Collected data
+++
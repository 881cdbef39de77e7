pub mod amortization;

use rust_decimal::Decimal;
use serde::{Deserialize, Serialize};

use crate::decimal::Money;

pub use amortization::{compute_emi, AmortizationCalculator, EMI_DP};

/// aggregate repayment figures, recomputed from the fixed EMI on demand
#[derive(Debug, Clone, Copy, PartialEq, Eq, Serialize, Deserialize)]
pub struct LoanSummary {
    pub total_amount: Money,
    pub total_interest: Money,
    pub remaining_amount: Money,
    pub on_time_percentage: Decimal,
}

impl LoanSummary {
    pub fn new(
        principal: Money,
        monthly_payment: Money,
        tenure_months: u32,
        emis_paid_on_time: u32,
    ) -> Self {
        let total_amount = monthly_payment * tenure_months;
        let remaining_months = tenure_months.saturating_sub(emis_paid_on_time);

        Self {
            total_amount,
            total_interest: total_amount - principal,
            remaining_amount: monthly_payment * remaining_months,
            on_time_percentage: on_time_percentage(emis_paid_on_time, tenure_months),
        }
    }
}

/// share of EMIs paid on time, 0 for a zero tenure
pub fn on_time_percentage(emis_paid_on_time: u32, tenure_months: u32) -> Decimal {
    if tenure_months == 0 {
        return Decimal::ZERO;
    }
    Decimal::from(emis_paid_on_time) / Decimal::from(tenure_months) * Decimal::ONE_HUNDRED
}

#[cfg(test)]
mod tests {
    use super::*;
    use crate::decimal::Rate;
    use rust_decimal_macros::dec;

    #[test]
    fn test_summary_figures() {
        let principal = Money::from_major(100_000);
        let emi = compute_emi(principal, Rate::from_percentage(dec!(12)), 12).unwrap();
        let summary = LoanSummary::new(principal, emi, 12, 3);

        assert_eq!(summary.total_amount, emi * 12);
        assert_eq!(summary.total_amount.as_decimal(), dec!(106618.56));
        assert_eq!(summary.total_interest, summary.total_amount - principal);
        assert_eq!(summary.total_interest.as_decimal(), dec!(6618.56));
        assert_eq!(summary.remaining_amount, emi * 9);
        assert_eq!(summary.on_time_percentage, dec!(25));
    }

    #[test]
    fn test_fully_paid_loan() {
        let summary = LoanSummary::new(Money::from_major(1200), Money::from_major(100), 12, 12);
        assert_eq!(summary.remaining_amount, Money::ZERO);
        assert_eq!(summary.on_time_percentage, dec!(100));
        assert_eq!(summary.total_interest, Money::ZERO);
    }

    #[test]
    fn test_zero_tenure_percentage() {
        assert_eq!(on_time_percentage(0, 0), Decimal::ZERO);
    }
}
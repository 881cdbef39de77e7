/// quick start - register a customer, check eligibility, create a loan
use credit_decision_rs::{
    CreditEngine, CreditPolicy, EligibilityRequest, EligibilityResponse, Money, NewCustomer,
    NewLoan, Rate, SafeTimeProvider, TimeSource,
};
use rust_decimal_macros::dec;

fn main() -> Result<(), Box<dyn std::error::Error>> {
    env_logger::init();

    let time = SafeTimeProvider::new(TimeSource::System);
    let mut engine = CreditEngine::in_memory(CreditPolicy::standard())?;

    // limit = 36 x monthly salary
    let customer = engine.register_customer(NewCustomer::new(
        "Rahul",
        "Sharma",
        34,
        "9876543210",
        Money::from_major(50_000),
    ))?;
    println!("customer {} approved limit {}", customer.customer_id(), customer.approved_limit());

    let request = EligibilityRequest {
        customer_id: customer.customer_id(),
        loan_amount: Money::from_major(500_000),
        interest_rate: Rate::from_percentage(dec!(10.5)),
        tenure_months: 36,
    };
    let decision = engine.check_eligibility(&request)?;
    let response = EligibilityResponse::from_decision(customer.customer_id(), &decision)?;
    println!("{}", response.to_json_pretty()?);

    if decision.is_approved() {
        let terms = NewLoan::builder()
            .customer_id(customer.customer_id())
            .amount(Money::from_major(decision.approved_whole_units()?))
            .rate(decision.suggested_rate)
            .tenure_months(request.tenure_months)
            .start_date(time.now().date_naive())
            .build()?;
        let loan = engine.create_loan(terms, &time)?;
        println!("loan {} created, emi {} until {}", loan.loan_id(), loan.monthly_payment(), loan.end_date());
    }

    Ok(())
}
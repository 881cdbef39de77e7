use log::warn;

use crate::decimal::Money;
use crate::errors::{CreditError, Result};
use crate::types::LoanHistory;

/// approved limit set at registration
pub fn approved_limit_for_salary(monthly_salary: Money, multiplier: u32) -> Result<Money> {
    monthly_salary
        .checked_mul(multiplier)
        .ok_or(CreditError::CalculationError {
            message: format!("approved limit for salary {} x {} overflows", monthly_salary, multiplier),
        })
}

/// principal already committed to the customer
///
/// Every loan on record counts, whether or not it has been repaid.
pub fn current_utilization(history: &[LoanHistory]) -> Money {
    history.iter().map(|h| h.loan_amount).sum()
}

/// remaining room under the approved limit, negative when over-committed
pub fn available_headroom(approved_limit: Money, outstanding: Money) -> Money {
    approved_limit - outstanding
}

/// creation-time guard: utilization plus the new principal must stay within the limit
pub fn ensure_headroom(approved_limit: Money, utilization: Money, requested: Money) -> Result<()> {
    let committed = utilization
        .checked_add(requested)
        .ok_or(CreditError::CalculationError {
            message: format!("utilization {} plus requested {} overflows", utilization, requested),
        })?;

    if committed > approved_limit {
        let available = available_headroom(approved_limit, utilization);
        warn!(
            "credit limit exceeded: limit {}, utilized {}, requested {}",
            approved_limit, utilization, requested
        );
        return Err(CreditError::CreditLimitExceeded {
            available,
            requested,
        });
    }
    Ok(())
}

#[cfg(test)]
mod tests {
    use super::*;
    use rust_decimal::Decimal;

    fn history(amounts: &[i64]) -> Vec<LoanHistory> {
        amounts
            .iter()
            .map(|&amount| LoanHistory::new(Money::from_major(amount), 12, 0))
            .collect()
    }

    #[test]
    fn test_limit_from_salary() {
        assert_eq!(
            approved_limit_for_salary(Money::from_major(10_000), 36).unwrap(),
            Money::from_major(360_000)
        );
    }

    #[test]
    fn test_oversized_figures_are_errors() {
        let huge = Money::from_decimal(Decimal::MAX);
        assert!(matches!(
            approved_limit_for_salary(huge, 36),
            Err(CreditError::CalculationError { .. })
        ));
        assert!(matches!(
            ensure_headroom(Money::from_major(360_000), Money::from_major(1), huge),
            Err(CreditError::CalculationError { .. })
        ));
    }

    #[test]
    fn test_utilization_counts_every_loan() {
        let loans = history(&[100_000, 150_000, 50_000]);
        assert_eq!(current_utilization(&loans), Money::from_major(300_000));
        assert_eq!(current_utilization(&[]), Money::ZERO);
    }

    #[test]
    fn test_headroom_may_go_negative() {
        let headroom = available_headroom(Money::from_major(100_000), Money::from_major(150_000));
        assert_eq!(headroom, Money::from_major(-50_000));
    }

    #[test]
    fn test_guard_rejects_over_limit() {
        let limit = Money::from_major(360_000);
        let utilization = current_utilization(&history(&[300_000]));

        let err = ensure_headroom(limit, utilization, Money::from_major(100_000)).unwrap_err();
        match err {
            CreditError::CreditLimitExceeded { available, requested } => {
                assert_eq!(available, Money::from_major(60_000));
                assert_eq!(requested, Money::from_major(100_000));
            }
            other => panic!("unexpected error: {}", other),
        }
    }

    #[test]
    fn test_guard_allows_exact_fit() {
        let limit = Money::from_major(360_000);
        let utilization = Money::from_major(300_000);
        assert!(ensure_headroom(limit, utilization, Money::from_major(60_000)).is_ok());
        assert!(ensure_headroom(limit, utilization, Money::from_major(60_001)).is_err());
    }
}
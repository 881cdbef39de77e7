//! bulk import of customers and loans from CSV
//!
//! Each row is handled on its own: a failing row is counted and reported, and
//! the rows after it are still processed. Only the first few error messages are
//! kept (see `CreditPolicy::import_error_cap`).

use std::io::Read;

use chrono::NaiveDate;
use hourglass_rs::SafeTimeProvider;
use log::{info, warn};
use rust_decimal::Decimal;
use serde::{Deserialize, Serialize};

use crate::customer::NewCustomer;
use crate::decimal::{Money, Rate};
use crate::engine::CreditEngine;
use crate::errors::{CreditError, Result};
use crate::ledger::CreditRepository;
use crate::loan::NewLoan;
use crate::types::CustomerId;

/// one customer row: `first_name,last_name,age,phone_number,monthly_salary`
#[derive(Debug, Clone, Deserialize)]
pub struct CustomerRow {
    pub first_name: String,
    pub last_name: String,
    pub age: u32,
    pub phone_number: String,
    #[serde(with = "rust_decimal::serde::str")]
    pub monthly_salary: Decimal,
}

/// one loan row: `customer_id,loan_amount,tenure,interest_rate[,start_date][,emis_paid_on_time]`
#[derive(Debug, Clone, Deserialize)]
pub struct LoanRow {
    pub customer_id: CustomerId,
    #[serde(with = "rust_decimal::serde::str")]
    pub loan_amount: Decimal,
    pub tenure: u32,
    /// annual percentage, e.g. `12.5`
    #[serde(with = "rust_decimal::serde::str")]
    pub interest_rate: Decimal,
    #[serde(default)]
    pub start_date: Option<NaiveDate>,
    #[serde(default)]
    pub emis_paid_on_time: Option<u32>,
}

impl CustomerRow {
    fn into_new_customer(self) -> NewCustomer {
        NewCustomer {
            first_name: self.first_name,
            last_name: self.last_name,
            age: self.age,
            phone_number: self.phone_number,
            monthly_salary: Money::from_decimal(self.monthly_salary),
        }
    }
}

impl LoanRow {
    fn into_new_loan(self, today: NaiveDate) -> Result<NewLoan> {
        NewLoan::builder()
            .customer_id(self.customer_id)
            .amount(Money::from_decimal(self.loan_amount))
            .rate(Rate::from_percentage(self.interest_rate))
            .tenure_months(self.tenure)
            .start_date(self.start_date.unwrap_or(today))
            .emis_paid_on_time(self.emis_paid_on_time.unwrap_or(0))
            .build()
    }
}

/// outcome of importing one file
#[derive(Debug, Clone, Default, PartialEq, Eq, Serialize, Deserialize)]
pub struct ImportReport {
    pub created: usize,
    pub failed: usize,
    /// `Row {n}: {reason}`, capped
    pub errors: Vec<String>,
}

impl ImportReport {
    fn record_failure(&mut self, row: usize, error: &CreditError, cap: usize) {
        warn!("import row {} failed: {}", row, error);
        self.failed += 1;
        if self.errors.len() < cap {
            self.errors.push(format!("Row {}: {}", row, error));
        }
    }

    pub fn is_clean(&self) -> bool {
        self.failed == 0
    }
}

/// register every customer row in the reader
pub fn import_customers<R, In>(engine: &mut CreditEngine<R>, input: In) -> Result<ImportReport>
where
    R: CreditRepository,
    In: Read,
{
    let cap = engine.policy().import_error_cap;
    let mut reader = csv::Reader::from_reader(input);
    let mut report = ImportReport::default();

    for (index, record) in reader.deserialize::<CustomerRow>().enumerate() {
        let row = index + 1;
        let outcome = record
            .map_err(CreditError::from)
            .and_then(|parsed| engine.register_customer(parsed.into_new_customer()));

        match outcome {
            Ok(_) => report.created += 1,
            Err(err) => report.record_failure(row, &err, cap),
        }
    }

    info!("customer import: {} created, {} failed", report.created, report.failed);
    Ok(report)
}

/// create every loan row in the reader
///
/// Rows without a start date start today. Unlike `CreditEngine::create_loan`,
/// rows may be back-dated so that an existing loan book with its payment record
/// can be loaded; a source that rejects past start dates on upload will accept
/// fewer rows than this. Every row still has to fit within the customer's
/// remaining headroom.
pub fn import_loans<R, In>(
    engine: &mut CreditEngine<R>,
    input: In,
    time_provider: &SafeTimeProvider,
) -> Result<ImportReport>
where
    R: CreditRepository,
    In: Read,
{
    let cap = engine.policy().import_error_cap;
    let today = time_provider.now().date_naive();
    let mut reader = csv::Reader::from_reader(input);
    let mut report = ImportReport::default();

    for (index, record) in reader.deserialize::<LoanRow>().enumerate() {
        let row = index + 1;
        let outcome = record
            .map_err(CreditError::from)
            .and_then(|parsed| parsed.into_new_loan(today))
            .and_then(|terms| engine.originate_loan(&terms));

        match outcome {
            Ok(_) => report.created += 1,
            Err(err) => report.record_failure(row, &err, cap),
        }
    }

    info!("loan import: {} created, {} failed", report.created, report.failed);
    Ok(report)
}

#[cfg(test)]
mod tests {
    use super::*;
    use crate::config::CreditPolicy;
    use crate::types::LoanStatus;
    use chrono::{TimeZone, Utc};
    use hourglass_rs::TimeSource;
    use rust_decimal_macros::dec;

    fn clock() -> SafeTimeProvider {
        SafeTimeProvider::new(TimeSource::Test(
            Utc.with_ymd_and_hms(2024, 6, 1, 9, 0, 0).unwrap(),
        ))
    }

    const CUSTOMERS: &str = "\
first_name,last_name,age,phone_number,monthly_salary
Anil,Menon,45,9811111111,50000
Divya,Iyer,29,9822222222,30000
";

    #[test]
    fn test_import_customers() {
        let mut engine = CreditEngine::in_memory(CreditPolicy::standard()).unwrap();
        let report = import_customers(&mut engine, CUSTOMERS.as_bytes()).unwrap();

        assert_eq!(report.created, 2);
        assert!(report.is_clean());
        assert_eq!(engine.customer(1).unwrap().approved_limit(), Money::from_major(1_800_000));
        assert_eq!(engine.customer(2).unwrap().first_name(), "Divya");
    }

    #[test]
    fn test_failing_rows_do_not_stop_import() {
        let csv = "\
first_name,last_name,age,phone_number,monthly_salary
Old,Timer,120,9800000000,10000
Bad,Salary,30,9800000001,abc
Good,Row,30,9800000002,10000
";
        let mut engine = CreditEngine::in_memory(CreditPolicy::standard()).unwrap();
        let report = import_customers(&mut engine, csv.as_bytes()).unwrap();

        assert_eq!(report.created, 1);
        assert_eq!(report.failed, 2);
        assert!(report.errors[0].starts_with("Row 1:"));
        assert!(report.errors[1].starts_with("Row 2:"));
        assert_eq!(engine.repository().customer_count(), 1);
    }

    #[test]
    fn test_error_messages_capped() {
        let mut csv = String::from("first_name,last_name,age,phone_number,monthly_salary\n");
        for _ in 0..12 {
            csv.push_str("Too,Young,12,9800000000,10000\n");
        }
        csv.push_str("Old,Enough,30,9800000000,10000\n");

        let mut engine = CreditEngine::in_memory(CreditPolicy::standard()).unwrap();
        let report = import_customers(&mut engine, csv.as_bytes()).unwrap();

        assert_eq!(report.failed, 12);
        assert_eq!(report.errors.len(), 10);
        assert_eq!(report.created, 1);
    }

    #[test]
    fn test_import_loans_with_history() {
        let time = clock();
        let mut engine = CreditEngine::in_memory(CreditPolicy::standard()).unwrap();
        import_customers(&mut engine, CUSTOMERS.as_bytes()).unwrap();

        let loans = "\
customer_id,loan_amount,tenure,interest_rate,start_date,emis_paid_on_time
1,500000,36,10.5,2020-01-10,30
1,200000,12,9,,
2,2000000,24,11,2024-06-01,0
9,1000,12,10,,
2,50000,12,12.25,2024-07-01,
";
        let report = import_loans(&mut engine, loans.as_bytes(), &time).unwrap();

        assert_eq!(report.created, 3);
        assert_eq!(report.failed, 2);
        // row 3 breaches the 1.08M limit, row 4 has no customer
        assert!(report.errors[0].starts_with("Row 3:"));
        assert!(report.errors[1].contains("customer not found"));

        let first = engine.customer_loans(1, None, &time).unwrap();
        assert_eq!(first.len(), 2);
        // newest first: the undated row started today
        assert_eq!(first[0].start_date(), NaiveDate::from_ymd_opt(2024, 6, 1).unwrap());
        assert_eq!(first[1].emis_paid_on_time(), 30);
        assert_eq!(first[1].status(time.now().date_naive()), LoanStatus::Completed);

        let second = engine.customer_loans(2, None, &time).unwrap();
        assert_eq!(second[0].interest_rate(), Rate::from_percentage(dec!(12.25)));
    }

    #[test]
    fn test_oversized_and_fractional_rows_fail_alone() {
        let csv = "\
first_name,last_name,age,phone_number,monthly_salary
Big,Earner,30,9800000000,79228162514264337593543950335
Frac,Salary,30,9800000001,1000.75
Good,Row,30,9800000002,10000
";
        let mut engine = CreditEngine::in_memory(CreditPolicy::standard()).unwrap();
        let report = import_customers(&mut engine, csv.as_bytes()).unwrap();

        assert_eq!(report.created, 1);
        assert_eq!(report.failed, 2);
        assert!(report.errors[0].contains("calculation error"));
        assert!(report.errors[1].contains("monthly_salary"));
        assert_eq!(engine.customer(1).unwrap().first_name(), "Good");

        let time = clock();
        let loans = "\
customer_id,loan_amount,tenure,interest_rate,start_date,emis_paid_on_time
1,79228162514264337593543950335,12,10,,
1,1000.5,12,10,,
1,1000,12,10,,
";
        let report = import_loans(&mut engine, loans.as_bytes(), &time).unwrap();
        assert_eq!(report.created, 1);
        assert_eq!(report.failed, 2);
        assert!(report.errors[1].contains("loan_amount"));
    }

    #[test]
    fn test_imported_history_too_long_fails() {
        let time = clock();
        let mut engine = CreditEngine::in_memory(CreditPolicy::standard()).unwrap();
        import_customers(&mut engine, CUSTOMERS.as_bytes()).unwrap();

        let loans = "\
customer_id,loan_amount,tenure,interest_rate,start_date,emis_paid_on_time
1,10000,12,10,2023-01-01,13
";
        let report = import_loans(&mut engine, loans.as_bytes(), &time).unwrap();
        assert_eq!(report.failed, 1);
        assert!(report.errors[0].contains("emis_paid_on_time"));
    }
}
+++
Above are the records; from them, give again exactly the lines from the one containing "use log::warn;" to the one containing "if committed >", both lines included, and nothing more.

use log::warn;

use crate::decimal::Money;
use crate::errors::{CreditError, Result};
use crate::types::LoanHistory;

/// approved limit set at registration
pub fn approved_limit_for_salary(monthly_salary: Money, multiplier: u32) -> Result<Money> {
    monthly_salary
        .checked_mul(multiplier)
        .ok_or(CreditError::CalculationError {
            message: format!("approved limit for salary {} x {} overflows", monthly_salary, multiplier),
        })
}

/// principal already committed to the customer
///
/// Every loan on record counts, whether or not it has been repaid.
pub fn current_utilization(history: &[LoanHistory]) -> Money {
    history.iter().map(|h| h.loan_amount).sum()
}

/// remaining room under the approved limit, negative when over-committed
pub fn available_headroom(approved_limit: Money, outstanding: Money) -> Money {
    approved_limit - outstanding
}

/// creation-time guard: utilization plus the new principal must stay within the limit
pub fn ensure_headroom(approved_limit: Money, utilization: Money, requested: Money) -> Result<()> {
    let committed = utilization
        .checked_add(requested)
        .ok_or(CreditError::CalculationError {
            message: format!("utilization {} plus requested {} overflows", utilization, requested),
        })?;

    if committed > approved_limit {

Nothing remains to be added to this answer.